Dr. Marion Hart, a psychiatrist at the Ontario Hospital, observes the streetside excitement from a safe distance. She worries about her patients’ fate, foreseeing they’ll become homeless or violent after they’re released into the community as deinstitutionalization policies take effect. Over time, she comes to care especially for one of them, Daniel Neumann, puzzled why a man haunted by his Vietnam memories could long to rejoin his fellow soldiers “in country.”

Sassy and Marion live in the same building at 105 Isabella Street and aren’t much alike, but through in-depth conversations, they become close as sisters.

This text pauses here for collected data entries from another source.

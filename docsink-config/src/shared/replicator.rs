use serde::Deserialize;

use crate::Config;
use crate::shared::{SinkConfig, ValidationError};

const fn default_channel_capacity() -> usize {
    ReplicatorConfig::DEFAULT_CHANNEL_CAPACITY
}

fn default_path() -> String {
    ReplicatorConfig::DEFAULT_PATH.to_owned()
}

/// Complete configuration of the replicator binary.
///
/// This intentionally does not implement [`serde::Serialize`] since [`SinkConfig`] may hold
/// credentials.
#[derive(Debug, Clone, Deserialize)]
pub struct ReplicatorConfig {
    /// Target store and namespace.
    pub sink: SinkConfig,
    /// Identifier of the adaptor instance, attached to every reported error.
    #[serde(default = "default_path")]
    pub path: String,
    /// Capacity of the channel between the event source and the sink worker.
    #[serde(default = "default_channel_capacity")]
    pub channel_capacity: usize,
}

impl ReplicatorConfig {
    pub const DEFAULT_CHANNEL_CAPACITY: usize = 1024;

    pub const DEFAULT_PATH: &'static str = "docsink";

    /// Validates the sink configuration and the channel capacity.
    pub fn validate(&self) -> Result<(), ValidationError> {
        self.sink.validate()?;

        if self.channel_capacity == 0 {
            return Err(ValidationError::InvalidFieldValue {
                field: "channel_capacity".to_string(),
                constraint: "must be greater than 0".to_string(),
            });
        }

        Ok(())
    }
}

impl Config for ReplicatorConfig {
    const LIST_PARSE_KEYS: &'static [&'static str] = &[];
}

#[cfg(test)]
mod tests {
    use super::*;

    #[test]
    fn defaults_are_applied() {
        let config: ReplicatorConfig = serde_json::from_str(
            r#"{"sink": {"uri": "memory://localhost", "namespace": "db.docs"}}"#,
        )
        .unwrap();

        assert_eq!(config.path, "docsink");
        assert_eq!(config.channel_capacity, 1024);
        assert!(config.validate().is_ok());
    }

    #[test]
    fn zero_channel_capacity_is_rejected() {
        let config: ReplicatorConfig = serde_json::from_str(
            r#"{"sink": {"uri": "memory://localhost", "namespace": "db.docs"}, "channel_capacity": 0}"#,
        )
        .unwrap();

        assert!(matches!(
            config.validate().unwrap_err(),
            ValidationError::InvalidFieldValue { .. }
        ));
    }
}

On Isabella Street is a warm, authentic portrait of their unusual friendship, and so much more.

In this well-paced novel, Graham handles an array of social issues with exceptional clarity and appropriate depth: workplace sexism, family expectations, the presence of American war resisters, urban gentrification, and how returning Vietnam veterans test the city’s emotional fabric. She creates realistic links between the Greatest Generation and their children, showing how WWII’s effects still linger.

Through Daniel, Marion comes to understand the concept of wartime brotherhood while her admiration for him increases, while Sassy, carefree yet immature, learns responsibility and finds new application for her people skills.

Despite occasionally overused slang, the story carefully balances its nostalgic period vibe with the raw truth about war. As the plot takes unforeseen turns, the characters surprise both the reader and themselves with their growth and resilience.

On Isabella Street was published by Simon & Schuster in Canada and the US in April. This review was written originally for the Historical Novel Society.  This is the first novel of Genevieve Graham's that I've read, and I'm looking forward to reading others.  Most of her novels (this is the 13th) focus on various aspects of Canadian history. The publisher recommends it to fans of Kristin Hannah's The Women, and I agree.